# Scott Jakes



## onefastdude (Nov 6, 2002)

*Where in the world is Scott Jakes*

Anyone know how to get in touch with Scott Jakes?


----------



## davepull (Aug 6, 2002)

Email speedmercant or try calling Hobby etc


----------



## dancingd (Oct 24, 1998)

Hobby Etc.

603-595-8549...


----------



## HighSpeedGrafix (Mar 20, 2003)

get him at [email protected]. he also has a website triple double u dot pro-z dot com. He doenst hang out anymore at Hobby Etc so he is kind of hard to track down.

BTW DancingD is my hero!!


----------



## Greg Anthony (Sep 10, 2002)

Mo, where are you going to be running at this summer?


----------



## HECKLER (Oct 23, 2001)

If Not Email Me I Have His Number At Home


----------



## 1fastguy1 (Apr 30, 2002)

*onefastdude*

Hey Greg its Mo I am 1fastguy1 the onefastdude is Eli (Iam not fast enough to be a dude yet) but I will be running at corcar to get ready for the nats in NC. Then it will probably the gate on tuesdays. What about you?
Mo


----------



## Greg Anthony (Sep 10, 2002)

I know, and I thought you'd be looking at this thread... I'll be running at Lansing and at Lazer in Adrian, MI... with a couple roadtrips to corcar and the cincy... e-mail me... [email protected] Greg


----------



## CORO KID (Jun 23, 2002)

Scott is Pro Z racing on the board,you can link to him from the mini and mirco page.
Coro


----------



## CypressMidWest (Apr 30, 2002)

Scott Jakes Is My Hero.

Sorry Greg, but your position has been usurped by the King of the Internal Antenna.


----------



## Pro Z Racing (Apr 7, 2003)

whats going on, i just noticed i have my own thread

Hey Mo i heard through the grape vine you showed the king whats up in stock. By the time it got to me the story had changed to you lapped cyrul and set a track record. Mullet tells me you only Tqed. 

I have only been racing my T bar car and xxx-t lately. I'll be testing the V-Force on some asphalt in couple weeks. I'll be down in NC for the on-road nats. looks like a long schedule for an asphalt nats.


----------



## rayhuang (Sep 26, 2001)

Jakes,

Yeah-how dare he come into our house and set a new track record in qualifying!!! But he did run MY battery pack afterall!!


ALL the boys are stupid fast w/ there Rev3 right now!!! Well-all but me  But-I am working on it!!
hahahaha!!!

Ray


----------



## Greg Anthony (Sep 10, 2002)

Pro Z Racing said:


> I have only been racing my T bar car and xxx-t lately. I'll be testing the V-Force on some asphalt in couple weeks. I'll be down in NC for the on-road nats. looks like a long schedule for an asphalt nats.

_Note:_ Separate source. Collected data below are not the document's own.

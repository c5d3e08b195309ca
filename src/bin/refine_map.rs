//! Offline global map refinement tool.
//!
//! Loads a submap store, runs the requested refinement stages, and saves
//! the summary plus the refined trajectory and map data.
//!
//! # Usage
//!
//! ```bash
//! # all three stages with default parameters
//! refine-map --map map.json --output results/
//!
//! # custom config, pose-graph optimization only
//! refine-map --map map.json --config refinement.json --output results/ \
//!     --skip-refinement --skip-alignment
//! ```

use std::fs;
use std::path::{Path, PathBuf};

use clap::Parser;

use vishva_map::{io, GlobalMapRefinement, RefinementConfig};

#[derive(Parser)]
#[command(name = "refine-map")]
#[command(about = "Refine a submap-based global map offline")]
struct Args {
    /// Submap store JSON file
    #[arg(short, long)]
    map: PathBuf,

    /// Pipeline configuration JSON file (defaults used when omitted)
    #[arg(short, long)]
    config: Option<PathBuf>,

    /// Output directory for results and diagnostic dumps
    #[arg(short, long)]
    output: Option<PathBuf>,

    /// Skip the submap refinement stage
    #[arg(long)]
    skip_refinement: bool,

    /// Skip the submap alignment stage
    #[arg(long)]
    skip_alignment: bool,

    /// Skip the pose-graph optimization stage
    #[arg(long)]
    skip_pose_graph: bool,

    /// Include initial poses in the exported trajectory
    #[arg(long)]
    save_initial: bool,
}

fn main() {
    env_logger::init();
    let args = Args::parse();

    if let Err(e) = run(&args) {
        eprintln!("Error: {}", e);
        std::process::exit(1);
    }
}

fn run(args: &Args) -> vishva_map::Result<()> {
    let config = match &args.config {
        Some(path) => RefinementConfig::from_json_file(path)?,
        None => RefinementConfig::default(),
    };

    let store = io::load_store(&args.map)?;
    println!("Loaded {} submaps from {}", store.len(), args.map.display());

    let mut pipeline = GlobalMapRefinement::new(store, config)?;

    let stage_dir = |name: &str| -> vishva_map::Result<Option<PathBuf>> {
        match &args.output {
            None => Ok(None),
            Some(base) => {
                let dir = base.join(name);
                fs::create_dir_all(&dir)?;
                Ok(Some(dir))
            }
        }
    };

    if !args.skip_refinement {
        println!("Running submap refinement");
        pipeline.run_submap_refinement(stage_dir("submap_refinement")?.as_deref())?;
    }
    if !args.skip_alignment {
        println!("Running submap alignment");
        pipeline.run_submap_alignment(stage_dir("submap_alignment")?.as_deref())?;
    }
    if !args.skip_pose_graph {
        println!("Running pose-graph optimization");
        pipeline.run_pose_graph_optimization(stage_dir("pose_graph")?.as_deref())?;
    }

    if let Some(output) = &args.output {
        save_all(&pipeline, output, args.save_initial)?;
        println!("Results saved to {}", output.display());
    }

    println!(
        "Done: {} refinement deltas, {} alignment deltas recorded",
        pipeline.summary().refinement().len(),
        pipeline.summary().alignment().len()
    );
    Ok(())
}

fn save_all(
    pipeline: &GlobalMapRefinement,
    output: &Path,
    save_initial: bool,
) -> vishva_map::Result<()> {
    fs::create_dir_all(output)?;
    pipeline.save_results(output, save_initial)?;
    pipeline.save_map_data(output)?;
    Ok(())
}
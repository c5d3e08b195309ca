//! Pose-graph optimization: enforce global consistency across all submaps
//! by combining sequential relative-pose constraints with opportunistically
//! discovered loop closures, re-solving after each accepted batch.

use std::path::Path;

use log::{debug, error, info};

use crate::core::SubmapStore;
use crate::error::{RefineError, Result};
use crate::graph::{CovarianceDiagonal, GraphEngine, Transaction};
use crate::io::prepare_stage_dir;
use crate::loop_closure::{CandidateSearch, LoopRefinement};

/// Resolved parameters for one pose-graph optimization run.
#[derive(Clone, Debug)]
pub struct PoseGraphStageConfig {
    /// Number of leading submaps never used as loop-closure queries.
    pub skip_first_n_submaps: usize,

    /// Covariance for sequential edges between consecutive submaps.
    pub local_mapper_covariance: CovarianceDiagonal,

    /// Covariance for loop-closure edges (typically tighter).
    pub loop_closure_covariance: CovarianceDiagonal,

    /// Covariance of the absolute prior fixing the first submap.
    pub pose_prior_covariance: CovarianceDiagonal,
}

/// The pose-graph optimization stage.
///
/// Holds a graph engine fresh for this run plus the injected loop-closure
/// services. Sequential edges are weighted with the local-mapper covariance,
/// loop closures with the loop-closure covariance; neither is re-estimated
/// from registration quality.
pub struct PoseGraphOptimizer<'a> {
    engine: Box<dyn GraphEngine>,
    candidate_search: &'a mut dyn CandidateSearch,
    loop_refinement: &'a mut dyn LoopRefinement,
    config: PoseGraphStageConfig,
}

impl<'a> PoseGraphOptimizer<'a> {
    /// Create the stage with injected engine and services.
    pub fn new(
        engine: Box<dyn GraphEngine>,
        candidate_search: &'a mut dyn CandidateSearch,
        loop_refinement: &'a mut dyn LoopRefinement,
        config: PoseGraphStageConfig,
    ) -> Self {
        Self {
            engine,
            candidate_search,
            loop_refinement,
            config,
        }
    }

    /// The underlying graph engine.
    pub fn engine(&self) -> &dyn GraphEngine {
        self.engine.as_ref()
    }

    /// Run bootstrap and the loop-closure sweep over the whole store.
    pub fn run(&mut self, store: &mut SubmapStore, output: Option<&Path>) -> Result<()> {
        let num_submaps = store.len();
        if num_submaps <= self.config.skip_first_n_submaps {
            error!(
                "store size {} not large enough to run pose-graph optimization, \
                 must exceed {} submaps",
                num_submaps, self.config.skip_first_n_submaps
            );
            return Err(RefineError::InsufficientSubmaps {
                have: num_submaps,
                min_required: self.config.skip_first_n_submaps,
            });
        }

        let refinement_dir = prepare_stage_dir(output, "refinement")?;
        let candidate_dir = prepare_stage_dir(output, "candidate_search")?;

        self.bootstrap(store);

        info!(
            "running loop-closure sweep over query indices {}..{}",
            self.config.skip_first_n_submaps,
            num_submaps.saturating_sub(1)
        );

        // the last submap is never a query (it can still be the target of a
        // closure from an earlier query)
        for query_index in self.config.skip_first_n_submaps..num_submaps.saturating_sub(1) {
            // ignore all submaps from (query - 1) backward through the end
            let exclude_last_n = num_submaps - query_index + 1;
            let candidates = self.candidate_search.find_candidates(
                store,
                query_index,
                exclude_last_n,
                false,
                candidate_dir.as_deref(),
            );

            if candidates.is_empty() {
                continue;
            }
            info!(
                "found {} loop closure candidate(s) for query index {}: {:?}",
                candidates.len(),
                query_index,
                candidates.iter().map(|c| c.index).collect::<Vec<_>>()
            );

            let mut transaction = Transaction::new();
            let mut accepted = 0usize;
            for candidate in &candidates {
                if candidate.index + 1 >= query_index {
                    error!(
                        "candidate search returned index {} inside the exclusion window \
                         of query {}, skipping",
                        candidate.index, query_index
                    );
                    continue;
                }

                let (Some(matched), Some(query)) =
                    (store.get(candidate.index), store.get(query_index))
                else {
                    continue;
                };

                let outcome = self.loop_refinement.refine(
                    matched,
                    query,
                    &candidate.coarse,
                    refinement_dir.as_deref(),
                );
                if !outcome.successful {
                    debug!(
                        "loop refinement rejected candidate {} for query {}",
                        candidate.index, query_index
                    );
                    continue;
                }

                // re-declaring an existing variable is a no-op in the engine
                transaction.add_variable(matched.stamp_us(), matched.pose());
                transaction.add_variable(query.stamp_us(), query.pose());
                transaction.add_edge(
                    matched.stamp_us(),
                    query.stamp_us(),
                    outcome.relative,
                    self.config.loop_closure_covariance,
                );
                accepted += 1;
            }

            self.engine.update(transaction);
            self.engine.optimize();
            self.propagate(store);
            debug!("query {query_index}: {accepted} closure(s) accepted");
        }

        Ok(())
    }

    /// Bootstrap: gauge prior on the first submap, one variable per submap,
    /// one sequential edge per consecutive pair, committed as a single
    /// transaction and solved once.
    fn bootstrap(&mut self, store: &SubmapStore) {
        let mut transaction = Transaction::new();

        if let Some(first) = store.get(0) {
            transaction.add_variable(first.stamp_us(), first.pose());
            transaction.add_prior(
                first.stamp_us(),
                first.pose(),
                self.config.pose_prior_covariance,
            );
        }

        for i in 1..store.len() {
            if let (Some(previous), Some(current)) = (store.get(i - 1), store.get(i)) {
                transaction.add_variable(current.stamp_us(), current.pose());
                transaction.add_edge(
                    previous.stamp_us(),
                    current.stamp_us(),
                    previous.pose().between(&current.pose()),
                    self.config.local_mapper_covariance,
                );
            }
        }

        self.engine.update(transaction);
        self.engine.optimize();
        info!(
            "pose graph bootstrapped with {} variables",
            self.engine.variable_count()
        );
    }

    /// Write the solved poses back onto every submap in the store.
    fn propagate(&self, store: &mut SubmapStore) {
        for submap in store.submaps_mut() {
            if let Some(pose) = self.engine.pose(submap.stamp_us()) {
                submap.update_pose(pose);
            }
        }
    }
}

#[cfg(test)]
mod tests {
    use super::*;
    use crate::core::{Submap, SubmapStore, Transform};
    use crate::graph::{uniform_covariance, RelaxationGraph};
    use crate::loop_closure::{Candidate, RefinementOutcome};

    /// Candidate search stub returning a scripted candidate list per query.
    struct ScriptedSearch {
        candidates: Vec<Candidate>,
        queries_seen: Vec<usize>,
    }

    impl CandidateSearch for ScriptedSearch {
        fn find_candidates(
            &mut self,
            _store: &SubmapStore,
            query_index: usize,
            _exclude_last_n: usize,
            _use_initial_poses: bool,
            _output_dir: Option<&Path>,
        ) -> Vec<Candidate> {
            self.queries_seen.push(query_index);
            self.candidates.clone()
        }
    }

    /// Refinement stub accepting everything with the coarse transform.
    struct AcceptAll {
        calls: usize,
    }

    impl LoopRefinement for AcceptAll {
        fn refine(
            &mut self,
            _candidate: &Submap,
            _query: &Submap,
            coarse: &Transform,
            _output_dir: Option<&Path>,
        ) -> RefinementOutcome {
            self.calls += 1;
            RefinementOutcome {
                successful: true,
                relative: *coarse,
            }
        }
    }

    fn line_store(n: usize) -> SubmapStore {
        let mut store = SubmapStore::new();
        for i in 0..n {
            store.push(Submap::new(
                i as u64,
                Transform::from_translation(i as f64, 0.0, 0.0),
            ));
        }
        store
    }

    fn stage_config(skip: usize) -> PoseGraphStageConfig {
        PoseGraphStageConfig {
            skip_first_n_submaps: skip,
            local_mapper_covariance: uniform_covariance(1e-3),
            loop_closure_covariance: uniform_covariance(1e-5),
            pose_prior_covariance: uniform_covariance(1e-9),
        }
    }

    #[test]
    fn test_insufficient_submaps_is_an_error() {
        let mut store = line_store(2);
        let mut search = ScriptedSearch {
            candidates: vec![],
            queries_seen: vec![],
        };
        let mut refine = AcceptAll { calls: 0 };
        let mut stage = PoseGraphOptimizer::new(
            Box::new(RelaxationGraph::with_defaults()),
            &mut search,
            &mut refine,
            stage_config(2),
        );
        let err = stage.run(&mut store, None).unwrap_err();
        assert!(matches!(err, RefineError::InsufficientSubmaps { have: 2, .. }));
    }

    #[test]
    fn test_gauge_prior_holds_first_submap() {
        let mut store = line_store(4);
        let first_before = store.get(0).map(|s| s.pose());
        let mut search = ScriptedSearch {
            candidates: vec![],
            queries_seen: vec![],
        };
        let mut refine = AcceptAll { calls: 0 };
        let mut stage = PoseGraphOptimizer::new(
            Box::new(RelaxationGraph::with_defaults()),
            &mut search,
            &mut refine,
            stage_config(1),
        );
        stage.run(&mut store, None).unwrap();

        let solved = stage.engine().pose(0).unwrap();
        let delta = solved.between(&first_before.unwrap());
        // only a prior, not a hard constraint; stays within the prior's bound
        assert!(delta.translation().norm() < 1e-4);
    }

    #[test]
    fn test_sweep_never_queries_last_submap() {
        let mut store = line_store(5);
        let mut search = ScriptedSearch {
            candidates: vec![],
            queries_seen: vec![],
        };
        let mut refine = AcceptAll { calls: 0 };
        let mut stage = PoseGraphOptimizer::new(
            Box::new(RelaxationGraph::with_defaults()),
            &mut search,
            &mut refine,
            stage_config(1),
        );
        stage.run(&mut store, None).unwrap();

        assert_eq!(search.queries_seen, vec![1, 2, 3]);
    }

    #[test]
    fn test_invalid_candidate_skipped_without_refinement() {
        let mut store = line_store(5);
        // candidate index 3 is inside the exclusion window of every query
        let mut search = ScriptedSearch {
            candidates: vec![Candidate {
                index: 3,
                coarse: Transform::identity(),
            }],
            queries_seen: vec![],
        };
        let mut refine = AcceptAll { calls: 0 };
        let mut stage = PoseGraphOptimizer::new(
            Box::new(RelaxationGraph::with_defaults()),
            &mut search,
            &mut refine,
            stage_config(1),
        );
        stage.run(&mut store, None).unwrap();

        assert_eq!(refine.calls, 0, "invalid candidates must never be refined");
    }

    #[test]
    fn test_variables_declared_once_across_closures() {
        let mut store = line_store(5);
        // index 0 is a valid candidate for queries 2 and 3; its variable is
        // re-declared by each accepted closure
        let mut search = ScriptedSearch {
            candidates: vec![Candidate {
                index: 0,
                coarse: Transform::from_translation(2.0, 0.0, 0.0),
            }],
            queries_seen: vec![],
        };
        let mut refine = AcceptAll { calls: 0 };
        let mut stage = PoseGraphOptimizer::new(
            Box::new(RelaxationGraph::with_defaults()),
            &mut search,
            &mut refine,
            stage_config(1),
        );
        stage.run(&mut store, None).unwrap();

        assert_eq!(stage.engine().variable_count(), 5);
        drop(stage);
        assert!(refine.calls > 0);
    }
}
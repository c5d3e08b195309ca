//! Point cloud registration: the matcher contract and its implementations.
//!
//! Stages consume registration through the [`Matcher`] trait only. The
//! concrete variant is a closed set of tagged implementations selected once
//! at construction via [`build_matcher`], never by runtime type dispatch at
//! call sites.

mod feature;
mod icp_core;
mod point_to_point;

pub use feature::{FeatureExtractorConfig, FeatureMatcher};
pub use point_to_point::{IcpConfig, PointToPointMatcher};

use std::path::Path;

use serde::{Deserialize, Serialize};

use crate::core::{PointCloud, Transform};
use crate::error::{RefineError, Result};

/// Stateless-per-match point set registration.
///
/// Reference and target clouds are supplied in a common frame, already
/// roughly aligned by the caller. [`match_clouds`](Matcher::match_clouds)
/// estimates the residual correction that maps the target onto the
/// reference; [`apply_result`](Matcher::apply_result) left-composes that
/// correction onto the caller's initial relative transform, yielding the
/// refined relative transform.
pub trait Matcher {
    /// Set the reference cloud.
    fn set_reference(&mut self, cloud: &PointCloud);

    /// Set the target cloud.
    fn set_target(&mut self, cloud: &PointCloud);

    /// Run registration. Returns true on success.
    fn match_clouds(&mut self) -> bool;

    /// Compose the estimated correction with an initial relative transform.
    ///
    /// If no match has been run (or the last match produced no estimate)
    /// the initial transform is returned unchanged.
    fn apply_result(&self, initial: &Transform) -> Transform;

    /// Dump the clouds of the last match for offline inspection.
    fn save_results(&self, dir: &Path, prefix: &str) -> Result<()>;

    /// Matcher name for logging.
    fn name(&self) -> &str;
}

/// Registration variant tag.
#[derive(Clone, Copy, Debug, PartialEq, Eq, Serialize, Deserialize)]
#[serde(rename_all = "snake_case")]
pub enum MatcherKind {
    /// Raw point-to-point ICP.
    PointToPoint,
    /// Feature-based registration on edge/surface classes.
    Feature,
}

impl Default for MatcherKind {
    fn default() -> Self {
        MatcherKind::PointToPoint
    }
}

/// Matcher selection plus per-variant parameters.
#[derive(Clone, Debug, Default, Serialize, Deserialize)]
#[serde(default)]
pub struct MatcherConfig {
    /// Which registration variant to construct.
    pub kind: MatcherKind,

    /// ICP parameters (used by both variants).
    pub icp: IcpConfig,

    /// Feature extraction parameters (feature variant only).
    pub feature: FeatureExtractorConfig,
}

impl MatcherConfig {
    /// Validate parameter ranges. Violations are fatal configuration errors.
    pub fn validate(&self) -> Result<()> {
        if self.icp.max_correspondence_distance <= 0.0 {
            return Err(RefineError::Config(
                "max_correspondence_distance must be positive".into(),
            ));
        }
        if !(0.0..1.0).contains(&self.icp.outlier_ratio) {
            return Err(RefineError::Config(
                "outlier_ratio must be in [0, 1)".into(),
            ));
        }
        if self.icp.min_correspondences < 3 {
            return Err(RefineError::Config(
                "min_correspondences must be at least 3".into(),
            ));
        }
        Ok(())
    }
}

/// Construct the configured matcher variant.
pub fn build_matcher(config: &MatcherConfig) -> Result<Box<dyn Matcher>> {
    config.validate()?;
    match config.kind {
        MatcherKind::PointToPoint => Ok(Box::new(PointToPointMatcher::new(config.icp.clone()))),
        MatcherKind::Feature => Ok(Box::new(FeatureMatcher::new(
            config.icp.clone(),
            config.feature.clone(),
        ))),
    }
}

T-bar car???? please do share with us what your driving!


----------



## 1fastguy1 (Apr 30, 2002)

*T bar*

I kind of would like to know what that meant also
and what kind of 1/12 scale is called a XXXt?LOL
Shoot me an e mail
Mo


----------



## Pro Z Racing (Apr 7, 2003)

It's not what you think. I'm still hardcore Speedmerchant. But i'm doing my own thing. 

http://www.pro-z.com 

I'm selling a 1/28th scale t bar car. It's a convertion for a mini z.


----------



## Greg Anthony (Sep 10, 2002)

You are indeed one sick puppy!!! Is the 1/18th car next?


----------



## Rich Chang (Sep 25, 2001)

Hey Scott - that is what you will be required to race at Cleveland this year in the 1/12th class.  You might as well bring two additional cars -- one for Ian and one for Mo since they will be required to also race those. That should slow you guys down a bit.


----------



## 1fastguy1 (Apr 30, 2002)

*lways*

always into something.
Mo


----------



## CypressMidWest (Apr 30, 2002)

Jakes: Send me one!!! Petition Mr. Bill to run a mini-Z class at Cleveland, and we'll show 'em all how it's done!

Rich: C'mon you know the smaller the car the quicker the lap times I'm gonna turn! If the cars smaller I've got a whole lot more room between those evil board things!!! :devil:


----------



## Rich Chang (Sep 25, 2001)

Ian - I don't believe you. You'll just have to prove it to me at the Champs. :lol: 

Oh, I forgot to add Onefastdude to the list of folks who have to run the 1/28th scales. Actually, I have a pretty long list and it is still growing...


----------



## 1fastguy1 (Apr 30, 2002)

*You*

that list better include yourself
Mo


----------



## Rich Chang (Sep 25, 2001)

Oh heck no! I can't keep up with you guys anymore. Remember Toledo?  But, t'is okay. 

I am actually ordering one of Scott's mini-Z conversion kits. I bought a mini-Z when they first came out and never ran the thing! So, I figured it is time to make it race worthy and at least make it easier to chase the cats. :lol: 

There are a bunch of folks that race 1/18th scale cars around here, so I can probably somewhat run it with them.


----------



## Kikerumbo (May 30, 2005)

*PRO-Z is a fraud. READ, please.*

[edited] Please read our TOS on proper language to use here. Thanks.


----------



## Mr-Tamiya (Jan 24, 2002)

Again please watch your language in the posts, I understand your upset but come on, there are kids reading these posts


----------



## hankster (Jan 1, 1998)

Kikerumbo, I edited you message because of the improper language.


----------